À quoi va ressembler la France politique après le second tour des législatives, ce dimanche 7 juillet? Blick a interrogé un parlementaire proche d’Emmanuel Macron. L’ancien sénateur André Gattolin connaît bien le président Français. Celui-ci est-il capable de dénouer la crise engendrée par sa décision de dissoudre l’Assemblée nationale?

André Gattolin, vous connaissez par cœur la politique Française et ses coulisses. Une coalition majoritaire alternative au Rassemblement national le 7 juillet, capable de gouverner le pays, c’est possible?
C’est très peu probable en l’état du rapport de force à l’issue du premier tour.

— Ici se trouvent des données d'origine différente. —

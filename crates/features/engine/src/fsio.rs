use cfgsync_store::RESERVED_PREFIX;
use std::ffi::OsString;
use std::io;
use std::path::{Path, PathBuf};
use std::sync::atomic::{AtomicU64, Ordering};
use tokio::fs;
use tokio::io::AsyncWriteExt;
use tracing::{debug, warn};

static TMP_COUNTER: AtomicU64 = AtomicU64::new(1);

#[derive(Debug)]
pub(crate) struct DirEntryInfo {
    pub(crate) file_name: OsString,
    pub(crate) is_dir: bool,
}

/// In-flight dump files are named `.cfgsynctmp.<pid>-<n>`, a prefix no config name may use.
pub(crate) fn is_tmp_name(name: &str) -> bool {
    name.starts_with(RESERVED_PREFIX)
}

// The stem does not embed the target name, so a 255-byte name still gets a valid sibling.
fn unique_tmp_path(target: &Path) -> PathBuf {
    let counter = TMP_COUNTER.fetch_add(1, Ordering::Relaxed);
    target.with_file_name(format!("{RESERVED_PREFIX}{}-{counter}", std::process::id()))
}

/// Creates `path` and its parents; existing directories are fine.
pub(crate) async fn create_dir(path: &Path, mode: u32) -> io::Result<()> {
    let mut builder = fs::DirBuilder::new();
    builder.recursive(true);
    #[cfg(unix)]
    builder.mode(mode);
    #[cfg(not(unix))]
    let _ = mode;
    builder.create(path).await
}

/// Writes `data` to a unique sibling, syncs it and renames it over `target`.
///
/// On failure the temporary file is removed; `target` is either untouched or fully replaced.
pub(crate) async fn write_atomic(target: &Path, data: &[u8], mode: u32) -> io::Result<()> {
    let temp = unique_tmp_path(target);

    if let Err(err) = write_new(&temp, data, mode).await {
        discard(&temp).await;
        return Err(err);
    }

    if let Err(err) = fs::rename(&temp, target).await {
        discard(&temp).await;
        return Err(err);
    }

    if let Some(parent) = target.parent() {
        sync_dir(parent).await;
    }

    debug!(path = %target.display(), bytes = data.len(), "File saved atomically");
    Ok(())
}

async fn write_new(path: &Path, data: &[u8], mode: u32) -> io::Result<()> {
    let mut options = fs::OpenOptions::new();
    options.create_new(true).write(true);
    #[cfg(unix)]
    options.mode(mode);
    #[cfg(not(unix))]
    let _ = mode;

    let mut file = options.open(path).await?;
    file.write_all(data).await?;
    file.sync_all().await
}

async fn discard(path: &Path) {
    if let Err(err) = fs::remove_file(path).await
        && err.kind() != io::ErrorKind::NotFound
    {
        warn!(path = %path.display(), error = %err, "Failed to remove temporary file");
    }
}

async fn sync_dir(path: &Path) {
    match fs::File::open(path).await {
        Ok(dir) => {
            if let Err(err) = dir.sync_all().await {
                warn!(path = %path.display(), error = %err, "Directory sync failed");
            }
        },
        Err(err) => {
            warn!(path = %path.display(), error = %err, "Directory open failed");
        },
    }
}

/// Direct entries of `path`, sorted by name.
pub(crate) async fn list_dir(path: &Path) -> io::Result<Vec<DirEntryInfo>> {
    let mut reader = fs::read_dir(path).await?;
    let mut entries = Vec::new();

    while let Some(entry) = reader.next_entry().await? {
        // Symlinks are not followed here; a dangling one fails later, on read.
        let is_dir = entry.file_type().await.is_ok_and(|t| t.is_dir());
        entries.push(DirEntryInfo { file_name: entry.file_name(), is_dir });
    }

    entries.sort_by(|a, b| a.file_name.cmp(&b.file_name));
    Ok(entries)
}

#[cfg(test)]
mod tests {
    use super::*;

    #[test]
    fn tmp_names_are_hidden_and_recognized() {
        let tmp = unique_tmp_path(Path::new("/srv/dump/db.yaml"));
        let name = tmp.file_name().and_then(|n| n.to_str()).unwrap();
        assert!(name.starts_with(".cfgsynctmp."));
        assert!(is_tmp_name(name));
        assert_eq!(tmp.parent(), Some(Path::new("/srv/dump")));

        assert!(!is_tmp_name("db.yaml"));
        assert!(!is_tmp_name(".env"));
        assert!(!is_tmp_name(".a.cfgsynctmp.1-1"));
    }

    #[test]
    fn tmp_paths_are_unique() {
        let a = unique_tmp_path(Path::new("x"));
        let b = unique_tmp_path(Path::new("x"));
        assert_ne!(a, b);
    }

    #[test]
    fn tmp_name_length_ignores_target() {
        let long = "x".repeat(255);
        let tmp = unique_tmp_path(&Path::new("/srv/dump").join(&long));
        assert!(tmp.file_name().unwrap().len() < 64);
    }

    #[tokio::test]
    async fn atomic_write_replaces_and_leaves_no_residue() {
        let dir = tempfile::tempdir().unwrap();
        let target = dir.path().join("app.toml");

        write_atomic(&target, b"old", 0o600).await.unwrap();
        write_atomic(&target, b"new", 0o600).await.unwrap();

        assert_eq!(std::fs::read(&target).unwrap(), b"new");
        let names: Vec<_> = list_dir(dir.path()).await.unwrap().into_iter().map(|e| e.file_name).collect();
        assert_eq!(names, [OsString::from("app.toml")]);
    }

    #[cfg(unix)]
    #[tokio::test]
    async fn atomic_write_applies_mode() {
        use std::os::unix::fs::PermissionsExt;

        let dir = tempfile::tempdir().unwrap();
        let target = dir.path().join("secret");
        write_atomic(&target, b"x", 0o600).await.unwrap();

        let mode = std::fs::metadata(&target).unwrap().permissions().mode();
        assert_eq!(mode & 0o077, 0);
    }
}
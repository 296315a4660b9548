use crate::client::KvClient;
use crate::error::StoreError;
use crate::names::{ConfigName, Environment};
use std::collections::BTreeMap;
use std::collections::btree_map;
use tracing::{debug, instrument};

/// Every config of one environment, keyed by name with the `"<env>/"` prefix stripped.
///
/// Names are kept as they were found in the store; they are validated only where they have to
/// become file names.
#[derive(Debug, Clone, Default, PartialEq, Eq)]
pub struct ConfigSet {
    entries: BTreeMap<String, Vec<u8>>,
}

impl ConfigSet {
    #[must_use]
    pub fn len(&self) -> usize {
        self.entries.len()
    }

    #[must_use]
    pub fn is_empty(&self) -> bool {
        self.entries.is_empty()
    }

    #[must_use]
    pub fn get(&self, name: &str) -> Option<&[u8]> {
        self.entries.get(name).map(Vec::as_slice)
    }

    /// Names in ascending order.
    pub fn names(&self) -> impl Iterator<Item = &str> {
        self.entries.keys().map(String::as_str)
    }

    pub fn iter(&self) -> impl Iterator<Item = (&str, &[u8])> {
        self.entries.iter().map(|(k, v)| (k.as_str(), v.as_slice()))
    }
}

impl IntoIterator for ConfigSet {
    type Item = (String, Vec<u8>);
    type IntoIter = btree_map::IntoIter<String, Vec<u8>>;

    fn into_iter(self) -> Self::IntoIter {
        self.entries.into_iter()
    }
}

impl FromIterator<(String, Vec<u8>)> for ConfigSet {
    fn from_iter<I: IntoIterator<Item = (String, Vec<u8>)>>(iter: I) -> Self {
        Self { entries: iter.into_iter().collect() }
    }
}

/// A store client scoped to one environment.
///
/// Every operation maps a [`ConfigName`] onto `"<env>/<name>"`; listing only ever sees keys
/// under `"<env>/"`, so `prod` never observes `prod2`.
#[derive(Debug)]
pub struct NamespacedStore<C: KvClient> {
    client: C,
    environment: Environment,
}

impl<C: KvClient> NamespacedStore<C> {
    pub const fn new(client: C, environment: Environment) -> Self {
        Self { client, environment }
    }

    #[must_use]
    pub const fn environment(&self) -> &Environment {
        &self.environment
    }

    #[must_use]
    pub fn key(&self, name: &ConfigName) -> String {
        self.environment.key(name)
    }

    #[must_use]
    pub const fn client(&self) -> &C {
        &self.client
    }

    /// # Errors
    ///
    /// Returns [`StoreError::NotFound`] if the key is absent, [`StoreError::Unavailable`] on
    /// transport failure.
    pub async fn get(&self, name: &ConfigName) -> Result<Vec<u8>, StoreError> {
        let key = self.key(name);
        self.client.get(&key).await?.ok_or_else(|| StoreError::NotFound {
            message: key.into(),
            context: Some(format!("environment {}", self.environment).into()),
        })
    }

    /// Creates or overwrites the config.
    ///
    /// # Errors
    ///
    /// Returns [`StoreError::Unavailable`] on transport failure.
    pub async fn set(&self, name: &ConfigName, value: &[u8]) -> Result<(), StoreError> {
        self.client.put(&self.key(name), value).await
    }

    /// Removes the config; a missing key is not an error.
    ///
    /// # Errors
    ///
    /// Returns [`StoreError::Unavailable`] on transport failure.
    pub async fn delete(&self, name: &ConfigName) -> Result<(), StoreError> {
        self.client.delete(&self.key(name)).await
    }

    /// # Errors
    ///
    /// Returns [`StoreError::Unavailable`] on transport failure.
    #[instrument(skip(self), fields(env = %self.environment))]
    pub async fn list_all(&self) -> Result<ConfigSet, StoreError> {
        let prefix = self.environment.prefix();
        let pairs = self.client.list_by_prefix(&prefix).await?;

        let set: ConfigSet = pairs
            .into_iter()
            .filter_map(|(key, value)| key.strip_prefix(&prefix).map(|name| (name.to_owned(), value)))
            .collect();

        debug!(count = set.len(), "Listed environment");
        Ok(set)
    }

    pub async fn close(self) {
        self.client.close().await;
    }
}
//! # Engine
//!
//! The five sync verbs of `cfgsync`, built from [`cfgsync_store::NamespacedStore`] calls and
//! local file I/O.
//!
//! * `get`, `set`, `del` act on a single config and propagate every error.
//! * `dump` and `restore` act on a whole environment. They stop only for errors that happen
//!   before the first item (target directory, listing); every per-item failure is isolated and
//!   recorded in a [`BulkReport`]. Nothing is rolled back.
//!
//! ```rust
//! use cfgsync_engine::SyncEngine;
//! use cfgsync_store::MemoryClient;
//!
//! # #[tokio::main(flavor = "current_thread")]
//! # async fn main() -> Result<(), cfgsync_engine::SyncError> {
//! let dir = tempfile::tempdir().unwrap();
//! std::fs::write(dir.path().join("db.yaml"), "host: 1.2.3.4").unwrap();
//!
//! let engine = SyncEngine::new(MemoryClient::new(), "prod")?;
//! engine.set("db.yaml", dir.path().join("db.yaml")).await?;
//! assert_eq!(engine.get("db.yaml").await?, b"host: 1.2.3.4");
//! engine.close().await;
//! # Ok(())
//! # }
//! ```

mod engine;
mod error;
mod fsio;
mod report;

pub use engine::SyncEngine;
pub use error::{SyncError, SyncErrorExt};
pub use report::{BulkReport, ItemOutcome, ItemReport};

Si tant est que la dynamique en faveur du Rassemblement national puisse être enrayée en l’espace d’une semaine, on ne voit guère comment une majorité alternative terriblement hétéroclite pourrait se constituer. Avec quel Premier ministre à sa tête? Je ne crois pas à un chef du gouvernement technique capable de gérer politiquement une telle coalition, surtout avec Emmanuel Macron en figure tutélaire. On parle aussi d’une majorité de projets. Mais sur quels sujets? Ceux capables de réunir une majorité parlementaire se comptent sur les doigts d’une main. En dehors de la question de la fin de vie, je ne vois pas. Et s’ils existent, pourquoi ne pas avoir fait cela avec la majorité relative qui existait avant la dissolution?

Emmanuel Macron qui sort gagnant ce lundi, c’est imaginable?
Pour gagner, a minima, il ne faut pas perdre. Or, même si le Rassemblement national n’obtenait pas de majorité absolue dimanche prochain, le président ne pourra guère se targuer d’avoir gagné après une dissolution aussi rocambolesque. Le RN est de loin la première formation politique du pays. Il dispose de deux présidentiables très populaires au sein de l’opinion. Au sein du camp macroniste, chacun va avec plus ou moins rapidement retirer ses billes. Macron ne peut pas se représenter en 2027. Il n’est pas du tout dans la position de François Mitterrand en 1986 ou en 1993.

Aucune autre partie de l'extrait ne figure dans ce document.